TASK STATEMENT: In the records below, find the line holding "pub fn eval_program(&mut" and the line holding "for stmt in". Set down both, with every line between them, exactly.

LISTED RECORDS:
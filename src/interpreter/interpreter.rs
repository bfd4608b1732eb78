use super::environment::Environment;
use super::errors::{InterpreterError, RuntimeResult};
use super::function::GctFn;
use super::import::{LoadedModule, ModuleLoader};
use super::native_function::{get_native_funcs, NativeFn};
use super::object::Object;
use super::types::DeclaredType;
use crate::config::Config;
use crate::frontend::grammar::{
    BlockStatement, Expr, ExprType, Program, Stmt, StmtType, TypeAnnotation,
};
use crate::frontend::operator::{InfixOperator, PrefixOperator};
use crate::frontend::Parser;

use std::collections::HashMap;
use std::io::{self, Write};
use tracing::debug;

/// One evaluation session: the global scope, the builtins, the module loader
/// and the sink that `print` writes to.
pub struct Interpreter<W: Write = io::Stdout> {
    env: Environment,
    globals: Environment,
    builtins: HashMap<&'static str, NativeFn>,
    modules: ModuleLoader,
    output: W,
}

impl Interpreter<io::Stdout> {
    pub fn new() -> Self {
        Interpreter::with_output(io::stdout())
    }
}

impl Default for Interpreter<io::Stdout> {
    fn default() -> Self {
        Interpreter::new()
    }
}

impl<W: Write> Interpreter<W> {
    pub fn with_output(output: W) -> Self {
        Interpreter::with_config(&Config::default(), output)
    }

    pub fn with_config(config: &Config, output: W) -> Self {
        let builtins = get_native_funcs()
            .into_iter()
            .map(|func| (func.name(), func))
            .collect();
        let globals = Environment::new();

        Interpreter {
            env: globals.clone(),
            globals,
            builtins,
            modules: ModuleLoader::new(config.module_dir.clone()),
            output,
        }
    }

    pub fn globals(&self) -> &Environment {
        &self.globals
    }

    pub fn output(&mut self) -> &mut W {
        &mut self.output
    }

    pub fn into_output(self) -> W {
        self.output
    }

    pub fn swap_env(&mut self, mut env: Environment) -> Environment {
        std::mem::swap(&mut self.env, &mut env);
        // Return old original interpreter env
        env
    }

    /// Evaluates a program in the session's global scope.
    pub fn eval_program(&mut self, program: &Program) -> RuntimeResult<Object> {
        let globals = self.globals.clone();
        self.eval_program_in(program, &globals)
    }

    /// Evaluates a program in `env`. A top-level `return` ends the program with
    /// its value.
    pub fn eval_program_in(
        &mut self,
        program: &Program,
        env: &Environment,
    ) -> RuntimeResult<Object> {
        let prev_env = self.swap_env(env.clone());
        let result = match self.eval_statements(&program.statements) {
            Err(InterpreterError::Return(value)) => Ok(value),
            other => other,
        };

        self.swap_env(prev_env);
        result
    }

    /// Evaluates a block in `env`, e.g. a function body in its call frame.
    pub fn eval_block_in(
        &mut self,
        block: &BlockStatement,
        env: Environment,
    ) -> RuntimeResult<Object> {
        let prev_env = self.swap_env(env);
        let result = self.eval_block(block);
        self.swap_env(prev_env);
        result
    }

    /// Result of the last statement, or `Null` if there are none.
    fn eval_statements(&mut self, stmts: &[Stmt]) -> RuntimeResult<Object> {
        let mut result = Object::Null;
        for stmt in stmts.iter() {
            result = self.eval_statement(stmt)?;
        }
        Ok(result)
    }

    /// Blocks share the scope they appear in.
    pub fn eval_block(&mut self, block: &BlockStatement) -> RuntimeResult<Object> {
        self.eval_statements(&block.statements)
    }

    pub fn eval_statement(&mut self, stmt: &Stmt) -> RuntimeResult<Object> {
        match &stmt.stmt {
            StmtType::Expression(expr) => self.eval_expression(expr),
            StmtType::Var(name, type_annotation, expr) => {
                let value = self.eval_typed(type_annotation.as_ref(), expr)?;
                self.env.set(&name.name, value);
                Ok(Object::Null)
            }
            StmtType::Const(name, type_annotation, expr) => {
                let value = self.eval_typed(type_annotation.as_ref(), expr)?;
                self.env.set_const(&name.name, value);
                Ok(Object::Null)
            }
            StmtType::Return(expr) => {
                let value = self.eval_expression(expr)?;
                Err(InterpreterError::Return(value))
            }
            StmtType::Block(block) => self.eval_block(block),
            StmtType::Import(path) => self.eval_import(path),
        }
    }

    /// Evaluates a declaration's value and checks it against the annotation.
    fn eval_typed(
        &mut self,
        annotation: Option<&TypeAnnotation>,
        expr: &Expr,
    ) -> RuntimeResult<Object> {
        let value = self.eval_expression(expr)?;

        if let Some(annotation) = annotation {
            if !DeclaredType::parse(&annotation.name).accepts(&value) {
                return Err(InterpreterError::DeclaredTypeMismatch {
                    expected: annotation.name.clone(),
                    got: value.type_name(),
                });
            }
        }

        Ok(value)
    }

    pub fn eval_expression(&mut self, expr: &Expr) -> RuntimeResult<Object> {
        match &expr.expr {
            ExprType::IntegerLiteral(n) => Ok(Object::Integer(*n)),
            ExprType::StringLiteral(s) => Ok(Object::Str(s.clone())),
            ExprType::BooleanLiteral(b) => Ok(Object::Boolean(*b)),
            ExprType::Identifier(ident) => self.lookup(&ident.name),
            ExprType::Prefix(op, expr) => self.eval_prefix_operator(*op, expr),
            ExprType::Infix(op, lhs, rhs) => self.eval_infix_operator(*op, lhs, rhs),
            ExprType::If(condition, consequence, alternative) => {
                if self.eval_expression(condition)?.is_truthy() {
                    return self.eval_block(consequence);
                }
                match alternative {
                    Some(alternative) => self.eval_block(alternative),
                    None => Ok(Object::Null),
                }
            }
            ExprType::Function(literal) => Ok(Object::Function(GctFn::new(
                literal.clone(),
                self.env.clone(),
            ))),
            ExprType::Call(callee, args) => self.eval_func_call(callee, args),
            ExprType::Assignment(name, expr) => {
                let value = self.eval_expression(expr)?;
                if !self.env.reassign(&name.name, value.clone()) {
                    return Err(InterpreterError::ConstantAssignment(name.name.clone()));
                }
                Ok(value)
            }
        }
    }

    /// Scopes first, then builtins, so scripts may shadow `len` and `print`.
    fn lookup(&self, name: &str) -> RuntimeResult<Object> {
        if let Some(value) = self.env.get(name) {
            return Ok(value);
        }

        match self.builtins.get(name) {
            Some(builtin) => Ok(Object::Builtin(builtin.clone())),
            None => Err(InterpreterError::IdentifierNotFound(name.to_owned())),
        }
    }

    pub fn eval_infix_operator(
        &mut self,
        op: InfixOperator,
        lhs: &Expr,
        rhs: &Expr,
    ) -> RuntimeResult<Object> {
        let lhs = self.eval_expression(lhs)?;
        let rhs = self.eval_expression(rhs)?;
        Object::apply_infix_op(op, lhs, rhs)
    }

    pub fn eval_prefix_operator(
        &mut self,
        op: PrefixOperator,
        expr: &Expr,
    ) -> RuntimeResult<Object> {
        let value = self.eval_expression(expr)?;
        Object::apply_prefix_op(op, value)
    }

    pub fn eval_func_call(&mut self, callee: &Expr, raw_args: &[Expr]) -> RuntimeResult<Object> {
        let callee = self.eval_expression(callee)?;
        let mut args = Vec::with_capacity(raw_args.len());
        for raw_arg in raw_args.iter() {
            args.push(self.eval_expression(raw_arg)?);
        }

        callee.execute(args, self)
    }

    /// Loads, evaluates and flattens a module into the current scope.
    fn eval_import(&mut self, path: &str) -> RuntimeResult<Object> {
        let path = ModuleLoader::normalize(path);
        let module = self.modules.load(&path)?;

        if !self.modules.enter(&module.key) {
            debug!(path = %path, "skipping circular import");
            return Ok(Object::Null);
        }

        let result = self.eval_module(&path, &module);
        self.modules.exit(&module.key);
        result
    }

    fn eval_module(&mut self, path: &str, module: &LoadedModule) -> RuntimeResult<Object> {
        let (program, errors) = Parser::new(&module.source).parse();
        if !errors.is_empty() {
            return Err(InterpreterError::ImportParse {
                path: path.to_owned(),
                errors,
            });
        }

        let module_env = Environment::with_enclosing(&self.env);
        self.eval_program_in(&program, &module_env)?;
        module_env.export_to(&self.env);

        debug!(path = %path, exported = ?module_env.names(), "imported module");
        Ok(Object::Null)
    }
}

REPLY:
    pub fn eval_program(&mut self, program: &Program) -> RuntimeResult<Object> {
        let globals = self.globals.clone();
        self.eval_program_in(program, &globals)
    }

    /// Evaluates a program in `env`. A top-level `return` ends the program with
    /// its value.
    pub fn eval_program_in(
        &mut self,
        program: &Program,
        env: &Environment,
    ) -> RuntimeResult<Object> {
        let prev_env = self.swap_env(env.clone());
        let result = match self.eval_statements(&program.statements) {
            Err(InterpreterError::Return(value)) => Ok(value),
            other => other,
        };

        self.swap_env(prev_env);
        result
    }

    /// Evaluates a block in `env`, e.g. a function body in its call frame.
    pub fn eval_block_in(
        &mut self,
        block: &BlockStatement,
        env: Environment,
    ) -> RuntimeResult<Object> {
        let prev_env = self.swap_env(env);
        let result = self.eval_block(block);
        self.swap_env(prev_env);
        result
    }

    /// Result of the last statement, or `Null` if there are none.
    fn eval_statements(&mut self, stmts: &[Stmt]) -> RuntimeResult<Object> {
        let mut result = Object::Null;
        for stmt in stmts.iter() {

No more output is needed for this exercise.